Assorted vegetables

In our fast-paced lives, stress has become an everyday companion. However, its impact extends beyond just the mental realm, it can weave into our physical well-being. One often overlooked connection is that between stress and digestion.

We often refer to the digestive system as the “second brain”. It is highly sensitive to emotional states therefore when stress strikes, it triggers a cascade of responses, affecting the balance of the gut. The intricate network of neurons lining the digestive tract, known as the enteric nervous system, communicates bidirectionally with the central nervous system, creating a dynamic interplay between our thoughts and our gut. Have you ever wondered where the saying “Trust your gut comes from?”

During periods of stress, the body produces elevated levels of stress hormones, namely cortisol and adrenaline. These hormones prioritize the needs of the fight-or-flight response, redirecting blood supply away from the digestive system. Not surprisingly, researchers, holistic health, nutrition, and medical professionals have found stress to be a leading cause of various digestive disturbances, including heartburn, gas, bloating and bowel changes.

In times of chronic stress, the delicate balance of the gut microbiome, essential for proper digestion and overall health, may also be disrupted. The gut-brain direct axis highlights the importance of a holistic approach to healthcare management. Strategies to manage stress, such as mindfulness practices, exercise, and adequate sleep, play a pivotal role in nurturing a healthy relationship between the mind and the gut. Some strategies to suggest are yoga, meditation, and at least 8 hours of restful sleep per night. Additionally, setting realistic goals and boundaries can contribute to a healthier stress management approach.
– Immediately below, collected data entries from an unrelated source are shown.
//! Startup configuration from environment variables.
//!
//! | Variable | Default |
//! |---|---|
//! | `FINGERCOUNT_MODEL_DIR` | `models` |
//! | `FINGERCOUNT_PALM_MODEL` | `<model dir>/palm_detection_full.onnx` |
//! | `FINGERCOUNT_LANDMARK_MODEL` | `<model dir>/hand_landmark_full.onnx` |
//! | `FINGERCOUNT_MAX_HANDS` | `2` |
//! | `FINGERCOUNT_DETECTION_CONFIDENCE` | `0.7` |
//! | `FINGERCOUNT_TRACKING_CONFIDENCE` | `0.5` |
//! | `FINGERCOUNT_LABELS` | `order` (or `handedness`) |
//! | `FINGERCOUNT_QUIT_KEY` | `q` |
//! | `FINGERCOUNT_WEBCAM_NAME` | any device |
//! | `FINGERCOUNT_RESOLUTION` | largest available (`<width>x<height>` sets a minimum) |
//! | `FINGERCOUNT_FPS` | any |
//! | `FINGERCOUNT_PREFER` | `resolution` (or `framerate`) |

use std::{env, path::PathBuf, str::FromStr};

use anyhow::{bail, Context};

use crate::{
    app::Labeling,
    hand::provider::HandLandmarkerOptions,
    image::Resolution,
    video::webcam::{ParamPreference, WebcamOptions},
};

const PREFIX: &str = "FINGERCOUNT_";
const DEFAULT_MODEL_DIR: &str = "models";
const PALM_MODEL_FILE: &str = "palm_detection_full.onnx";
const LANDMARK_MODEL_FILE: &str = "hand_landmark_full.onnx";

#[derive(Debug, Clone, PartialEq)]
pub struct Config {
    pub palm_model: PathBuf,
    pub landmark_model: PathBuf,
    pub landmarker: HandLandmarkerOptions,
    pub labeling: Labeling,
    pub quit_key: char,
    pub webcam_name: Option<String>,
    /// Minimum webcam resolution.
    pub resolution: Option<Resolution>,
    /// Minimum webcam frame rate.
    pub fps: Option<u32>,
    pub prefer: ParamPreference,
}

impl Config {
    /// Reads the configuration from the process environment.
    pub fn from_env() -> anyhow::Result<Self> {
        Self::from_lookup(|name| env::var(name).ok())
    }

    /// Reads the configuration through `lookup`, which maps a full variable name to its value.
    ///
    /// Unset variables take their default. A value that fails to parse is an error naming the
    /// variable.
    pub fn from_lookup<F>(lookup: F) -> anyhow::Result<Self>
    where
        F: Fn(&str) -> Option<String>,
    {
        let var = |name: &str| {
            let full = format!("{PREFIX}{name}");
            let value = lookup(&full);
            if let Some(value) = &value {
                log::debug!("`{}` is set to '{}'", full, value);
            }
            (full, value)
        };

        let (_, dir) = var("MODEL_DIR");
        let dir = PathBuf::from(dir.unwrap_or_else(|| DEFAULT_MODEL_DIR.to_string()));
        let palm_model = var("PALM_MODEL")
            .1
            .map_or_else(|| dir.join(PALM_MODEL_FILE), PathBuf::from);
        let landmark_model = var("LANDMARK_MODEL")
            .1
            .map_or_else(|| dir.join(LANDMARK_MODEL_FILE), PathBuf::from);

        let defaults = HandLandmarkerOptions::default();
        let landmarker = defaults
            .clone()
            .max_hands(parse(var("MAX_HANDS"))?.unwrap_or(defaults.get_max_hands()))
            .detection_confidence(
                parse(var("DETECTION_CONFIDENCE"))?
                    .unwrap_or(defaults.get_detection_confidence()),
            )
            .tracking_confidence(
                parse(var("TRACKING_CONFIDENCE"))?.unwrap_or(defaults.get_tracking_confidence()),
            );
        landmarker.validate()?;

        let labeling = parse_with(var("LABELS"), parse_labeling)?.unwrap_or_default();
        let quit_key = parse(var("QUIT_KEY"))?.unwrap_or('q');

        let webcam_name = var("WEBCAM_NAME").1;
        let resolution = parse_with(var("RESOLUTION"), parse_resolution)?;
        let fps = parse(var("FPS"))?;
        let prefer = parse_with(var("PREFER"), parse_preference)?.unwrap_or_default();

        Ok(Self {
            palm_model,
            landmark_model,
            landmarker,
            labeling,
            quit_key,
            webcam_name,
            resolution,
            fps,
            prefer,
        })
    }

    pub fn webcam_options(&self) -> WebcamOptions {
        let mut options = WebcamOptions::default().prefer(self.prefer);
        if let Some(name) = &self.webcam_name {
            options = options.name(name.clone());
        }
        if let Some(resolution) = self.resolution {
            options = options.resolution(resolution);
        }
        if let Some(fps) = self.fps {
            options = options.fps(fps);
        }
        options
    }
}

fn parse<T>((name, value): (String, Option<String>)) -> anyhow::Result<Option<T>>
where
    T: FromStr,
    T::Err: std::error::Error + Send + Sync + 'static,
{
    value
        .map(|value| {
            value
                .trim()
                .parse()
                .with_context(|| format!("invalid `{name}`: '{value}'"))
        })
        .transpose()
}

fn parse_with<T>(
    (name, value): (String, Option<String>),
    f: impl FnOnce(&str) -> anyhow::Result<T>,
) -> anyhow::Result<Option<T>> {
    value
        .map(|value| f(&value).with_context(|| format!("invalid `{name}`: '{value}'")))
        .transpose()
}

fn parse_labeling(value: &str) -> anyhow::Result<Labeling> {
    match value.trim().to_ascii_lowercase().as_str() {
        "order" => Ok(Labeling::Order),
        "handedness" => Ok(Labeling::Handedness),
        other => bail!("unknown labeling '{}', expected `order` or `handedness`", other),
    }
}

fn parse_preference(value: &str) -> anyhow::Result<ParamPreference> {
    match value.trim().to_ascii_lowercase().as_str() {
        "resolution" => Ok(ParamPreference::Resolution),
        "framerate" | "fps" => Ok(ParamPreference::Framerate),
        other => bail!("unknown preference '{}', expected `resolution` or `framerate`", other),
    }
}

/// Parses `<width>x<height>`, e.g. `1280x720`.
fn parse_resolution(value: &str) -> anyhow::Result<Resolution> {
    let (width, height) = value
        .trim()
        .split_once(|c| c == 'x' || c == 'X')
        .context("expected `<width>x<height>`")?;
    let width: u32 = width.trim().parse()?;
    let height: u32 = height.trim().parse()?;
    if width == 0 || height == 0 {
        bail!("resolution must not be empty");
    }
    Ok(Resolution::new(width, height))
}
Here are some practical tips that you can implement to enhance relaxation and support optimal digestion. Sit down to eat: For the standers out there, take a moment to sit down and create a calm environment for your meals.  Deep breathing: Take a few deep breaths to relax and calm the body before eating.  Mindful chewing: Take your time to thoroughly chew your food. Recite a healing mantra: If you are excessively wound-up during mealtime, focus your mind on a healing word, phrase, or sound of your choosing before taking a bite. Cultivate passivity: Acknowledge distressing thoughts that may arise during meals but choose not to engage with them.
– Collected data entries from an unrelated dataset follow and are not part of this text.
//! Image manipulation.
//!
//! This module provides:
//!
//! - The [`Image`] type, an owned RGBA image that camera frames are decoded into and overlays are
//!   drawn onto.
//! - [`ImageView`], a borrowed rectangular window into an [`Image`], used to feed regions of a frame
//!   to neural networks.
//! - A handful of [`draw`] functions for the overlay.
//! - [`Rect`], [`Resolution`] and [`AspectRatio`].

pub mod draw;
mod rect;
mod resolution;

#[cfg(test)]
mod tests;

use std::fmt;

use anyhow::{bail, Context};
use embedded_graphics::{pixelcolor::raw::RawU32, prelude::PixelColor};
use image::{ImageBuffer, Rgba, RgbaImage};

pub use rect::*;
pub use resolution::*;

/// An 8-bit sRGB image with alpha channel.
#[derive(Clone)]
pub struct Image {
    // RGBA8 so that frames can be uploaded to the window texture without conversion.
    buf: RgbaImage,
}

impl Image {
    /// Creates an empty image of a specified size.
    ///
    /// The image will start out black and fully transparent.
    pub fn new(width: u32, height: u32) -> Self {
        Self {
            buf: ImageBuffer::new(width, height),
        }
    }

    /// Creates an image from tightly packed RGBA8 pixel data.
    pub fn from_rgba8(res: Resolution, buf: &[u8]) -> anyhow::Result<Self> {
        let expected = res.num_pixels() as usize * 4;
        if buf.len() != expected {
            bail!(
                "incorrect buffer size {} for {} image (expected {} bytes)",
                buf.len(),
                res,
                expected,
            );
        }

        let buf = ImageBuffer::from_vec(res.width(), res.height(), buf.to_vec())
            .context("buffer size does not match image resolution")?;
        Ok(Self { buf })
    }

    /// Decodes a JFIF JPEG or Motion JPEG frame.
    pub fn decode_jpeg(data: &[u8]) -> anyhow::Result<Self> {
        let buf = image::load_from_memory_with_format(data, image::ImageFormat::Jpeg)?.to_rgba8();
        Ok(Self { buf })
    }

    /// Returns the width of this image, in pixels.
    #[inline]
    pub fn width(&self) -> u32 {
        self.buf.width()
    }

    /// Returns the height of this image, in pixels.
    #[inline]
    pub fn height(&self) -> u32 {
        self.buf.height()
    }

    #[inline]
    pub fn resolution(&self) -> Resolution {
        Resolution::new(self.width(), self.height())
    }

    /// Returns a [`Rect`] positioned at `(0, 0)` covering this image.
    #[inline]
    pub fn rect(&self) -> Rect {
        Rect::from_top_left(0.0, 0.0, self.width() as f32, self.height() as f32)
    }

    /// Gets the color at the given pixel coordinates.
    ///
    /// Returns [`None`] if `(x, y)` is outside of the image.
    pub fn get(&self, x: u32, y: u32) -> Option<Color> {
        self.buf.get_pixel_checked(x, y).map(|pix| Color(pix.0))
    }

    /// Sets the color at the given pixel coordinates. Writes outside the image are ignored.
    pub fn set(&mut self, x: u32, y: u32, color: Color) {
        if let Some(pix) = self.buf.get_pixel_mut_checked(x, y) {
            *pix = Rgba(color.0);
        }
    }

    /// Creates an immutable view into an area of this image.
    ///
    /// `rect` may lie partially or entirely outside of `self`; pixels outside of the image read as
    /// [`Color::NULL`]. The view always has the size of `rect`.
    pub fn view(&self, rect: Rect) -> ImageView<'_> {
        ImageView { image: self, rect }
    }

    pub fn flip_horizontal(&self) -> Image {
        Image {
            buf: image::imageops::flip_horizontal(&self.buf),
        }
    }

    /// Mirrors the image around its vertical center line.
    pub fn flip_horizontal_in_place(&mut self) {
        image::imageops::flip_horizontal_in_place(&mut self.buf);
    }

    /// Sets every pixel to `color`.
    pub fn clear(&mut self, color: Color) {
        self.buf.pixels_mut().for_each(|pix| pix.0 = color.0);
    }

    /// Returns the raw RGBA8 pixel data, row by row.
    #[inline]
    pub fn data(&self) -> &[u8] {
        self.buf.as_raw()
    }
}

impl fmt::Debug for Image {
    fn fmt(&self, f: &mut fmt::Formatter<'_>) -> fmt::Result {
        write!(f, "{}x{} Image", self.width(), self.height())
    }
}

/// An immutable view of a rectangular section of an [`Image`].
///
/// The view rectangle may extend past the image borders.
#[derive(Clone, Copy)]
pub struct ImageView<'a> {
    image: &'a Image,
    rect: Rect,
}

impl<'a> ImageView<'a> {
    /// Width of the view, in pixels (rounded).
    pub fn width(&self) -> u32 {
        self.rect.width().round() as u32
    }

    /// Height of the view, in pixels (rounded).
    pub fn height(&self) -> u32 {
        self.rect.height().round() as u32
    }

    #[inline]
    pub fn resolution(&self) -> Resolution {
        Resolution::new(self.width(), self.height())
    }

    /// The viewed area in the coordinates of the underlying [`Image`].
    #[inline]
    pub fn rect(&self) -> Rect {
        self.rect
    }

    /// Samples the view at relative coordinates `u, v` in `[0, 1)`.
    ///
    /// Uses nearest-neighbor sampling. Samples outside of the underlying image are
    /// [`Color::NULL`].
    pub fn sample(&self, u: f32, v: f32) -> Color {
        let x = (self.rect.x() + u * self.rect.width()).floor();
        let y = (self.rect.y() + v * self.rect.height()).floor();
        if x < 0.0 || y < 0.0 {
            return Color::NULL;
        }
        self.image.get(x as u32, y as u32).unwrap_or(Color::NULL)
    }

    /// Gets the color at pixel `(x, y)` of the view.
    pub fn get(&self, x: u32, y: u32) -> Color {
        let ix = (self.rect.x() + x as f32).floor();
        let iy = (self.rect.y() + y as f32).floor();
        if ix < 0.0 || iy < 0.0 {
            return Color::NULL;
        }
        self.image.get(ix as u32, iy as u32).unwrap_or(Color::NULL)
    }

    /// Copies the contents of this view into a new [`Image`].
    pub fn to_image(&self) -> Image {
        let mut out = Image::new(self.width(), self.height());
        for y in 0..out.height() {
            for x in 0..out.width() {
                out.set(x, y, self.get(x, y));
            }
        }
        out
    }
}

impl fmt::Debug for ImageView<'_> {
    fn fmt(&self, f: &mut fmt::Formatter<'_>) -> fmt::Result {
        write!(f, "{}x{} ImageView @ {:?}", self.width(), self.height(), self.rect)
    }
}

/// An 8-bit RGBA color.
///
/// Colors are always in the sRGB color space and use non-premultiplied alpha.
#[derive(PartialEq, Eq, Clone, Copy)]
pub struct Color(pub(crate) [u8; 4]);

impl Color {
    /// Fully transparent black (all components are 0).
    pub const NULL: Self = Self([0, 0, 0, 0]);
    pub const BLACK: Self = Self([0, 0, 0, 255]);
    pub const WHITE: Self = Self([255, 255, 255, 255]);
    pub const RED: Self = Self([255, 0, 0, 255]);
    pub const GREEN: Self = Self([0, 255, 0, 255]);
    pub const BLUE: Self = Self([0, 0, 255, 255]);
    pub const YELLOW: Self = Self([255, 255, 0, 255]);

    #[inline]
    pub const fn from_rgb8(r: u8, g: u8, b: u8) -> Self {
        Self([r, g, b, 255])
    }

    #[inline]
    pub fn r(&self) -> u8 {
        self.0[0]
    }

    #[inline]
    pub fn g(&self) -> u8 {
        self.0[1]
    }

    #[inline]
    pub fn b(&self) -> u8 {
        self.0[2]
    }

    #[inline]
    pub fn a(&self) -> u8 {
        self.0[3]
    }
}

impl fmt::Debug for Color {
    fn fmt(&self, f: &mut fmt::Formatter<'_>) -> fmt::Result {
        write!(
            f,
            "#{:02x}{:02x}{:02x}{:02x}",
            self.r(),
            self.g(),
            self.b(),
            self.a(),
        )
    }
}

// FIXME leaks `embedded-graphics` dependency
impl PixelColor for Color {
    type Raw = RawU32;
}
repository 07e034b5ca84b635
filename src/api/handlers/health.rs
use axum::Json;
use serde_json::{json, Value};

pub async fn health_check() -> Json<Value> {
    Json(json!({
        "status": "ok",
        "version": env!("CARGO_PKG_VERSION"),
    }))
}
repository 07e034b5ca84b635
pub mod range;
pub mod store;

pub use range::validate_range;
pub use store::{AccessEntryInput, AccessEntryStore};

/// Privilege levels used across the panel. The access list stores whatever
/// integer the caller supplies; enforcing the domain is the caller's job.
pub mod level {
    pub const GUEST: i64 = 5;
    pub const USER: i64 = 25;
    pub const CONTENT_MANAGER: i64 = 50;
    pub const MANAGER: i64 = 75;
    pub const ADMIN: i64 = 100;
}

/// What an access rule applies to.
///
/// Normalization is total: anything outside the known set coerces to
/// `Stream`, so an entry can never carry an invalid type. Callers depend on
/// the silent fallback; do not turn it into an error.
#[derive(Debug, Clone, Copy, PartialEq, Eq)]
pub enum AccessType {
    Rpc,
    Interface,
    Network,
    Stream,
}

impl AccessType {
    pub fn normalize(raw: &str) -> Self {
        match raw {
            "rpc" => Self::Rpc,
            "interface" => Self::Interface,
            "network" => Self::Network,
            _ => Self::Stream,
        }
    }

    pub fn as_str(&self) -> &'static str {
        match self {
            Self::Rpc => "rpc",
            Self::Interface => "interface",
            Self::Network => "network",
            Self::Stream => "stream",
        }
    }
}

impl std::fmt::Display for AccessType {
    fn fmt(&self, f: &mut std::fmt::Formatter<'_>) -> std::fmt::Result {
        f.write_str(self.as_str())
    }
}
use anyhow::Result;
use serde::Deserialize;

#[derive(Debug, Clone, Deserialize)]
pub struct Config {
    pub api: ApiConfig,
    pub database: DatabaseConfig,
    pub site: SiteConfig,
}

#[derive(Debug, Clone, Deserialize)]
pub struct ApiConfig {
    #[serde(default = "default_api_port")]
    pub port: u16,
    #[serde(default = "default_bind")]
    pub bind: String,
    /// Allowed CORS origins. Defaults to localhost dev ports.
    /// Set MEDIA_ADMIN__API__CORS_ALLOWED_ORIGINS in production.
    #[serde(default = "default_cors_allowed_origins")]
    pub cors_allowed_origins: Vec<String>,
}

#[derive(Debug, Clone, Deserialize)]
pub struct DatabaseConfig {
    #[serde(default = "default_db_path")]
    pub path: String,
}

#[derive(Debug, Clone, Deserialize)]
pub struct SiteConfig {
    /// Public base URL of the admin panel; confirmation links are built from it.
    #[serde(default = "default_web_path")]
    pub web_path: String,
    /// Switchable server features, e.g. "access_control".
    #[serde(default = "default_features")]
    pub features: Vec<String>,
    /// Privilege ceiling granted to callers of this fragment.
    /// Expected domain values: 0, 5, 25, 50, 75, 100.
    #[serde(default = "default_granted_level")]
    pub granted_level: i64,
}

fn default_api_port() -> u16 { 8080 }
fn default_bind() -> String { "0.0.0.0".to_string() }
fn default_db_path() -> String { "./media-admin.db".to_string() }
fn default_web_path() -> String { "http://localhost:8080".to_string() }
fn default_features() -> Vec<String> { vec!["access_control".to_string()] }
fn default_granted_level() -> i64 { 100 }
fn default_cors_allowed_origins() -> Vec<String> {
    vec![
        "http://localhost:5173".to_string(),
        "http://localhost:8080".to_string(),
    ]
}

pub fn validate(cfg: &Config) -> Result<()> {
    if cfg.site.web_path.ends_with('/') {
        anyhow::bail!(
            "CONFIG ERROR: site.web_path must not end with a slash (got {})",
            cfg.site.web_path
        );
    }

    // Validate database path directory exists or can be created
    if let Some(parent) = std::path::Path::new(&cfg.database.path).parent() {
        if !parent.as_os_str().is_empty() && !parent.exists() {
            anyhow::bail!(
                "CONFIG ERROR: Database directory does not exist: {}",
                parent.display()
            );
        }
    }

    tracing::info!("Configuration validation passed");
    Ok(())
}

pub fn load() -> Result<Config> {
    let cfg = config::Config::builder()
        .add_source(config::File::with_name("config").required(false))
        .add_source(config::Environment::with_prefix("MEDIA_ADMIN").separator("__"))
        .set_default("api.bind", "0.0.0.0")?
        .set_default("api.port", 8080)?
        .set_default("database.path", "./media-admin.db")?
        .set_default("site.web_path", "http://localhost:8080")?
        .set_default("site.features", vec!["access_control"])?
        .set_default("site.granted_level", 100)?
        .build()?
        .try_deserialize()?;

    validate(&cfg)?;

    Ok(cfg)
}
So why is understanding this intricate link so important to individuals? Well, for individuals to take proactive steps in managing stress for the healing of their digestive health. Incorporating stress-reducing practices into daily routines not only supports mental well-being but also contributes to a flourishing gut environment.

The connection between stress and digestion is an interesting exploration into the synergy of our bodies. Acknowledging and addressing stress as a crucial factor in digestive health opens avenues for a more comprehensive and sustainable approach to overall well-being. Therefore, embarking on a journey of self-care, and recognizing the impact of a calm mind on a contented gut can help lead us through the healing process.

Working with a knowledgeable Registered Dietitian can help you gain the necessary tools to manage stress effectively and improve your digestion. Remember, relaxation plays a vital role in the rest-and-digest response, allowing your food to be properly digested and utilized by your body. Take the first step towards better digestive health by embracing the power of relaxation.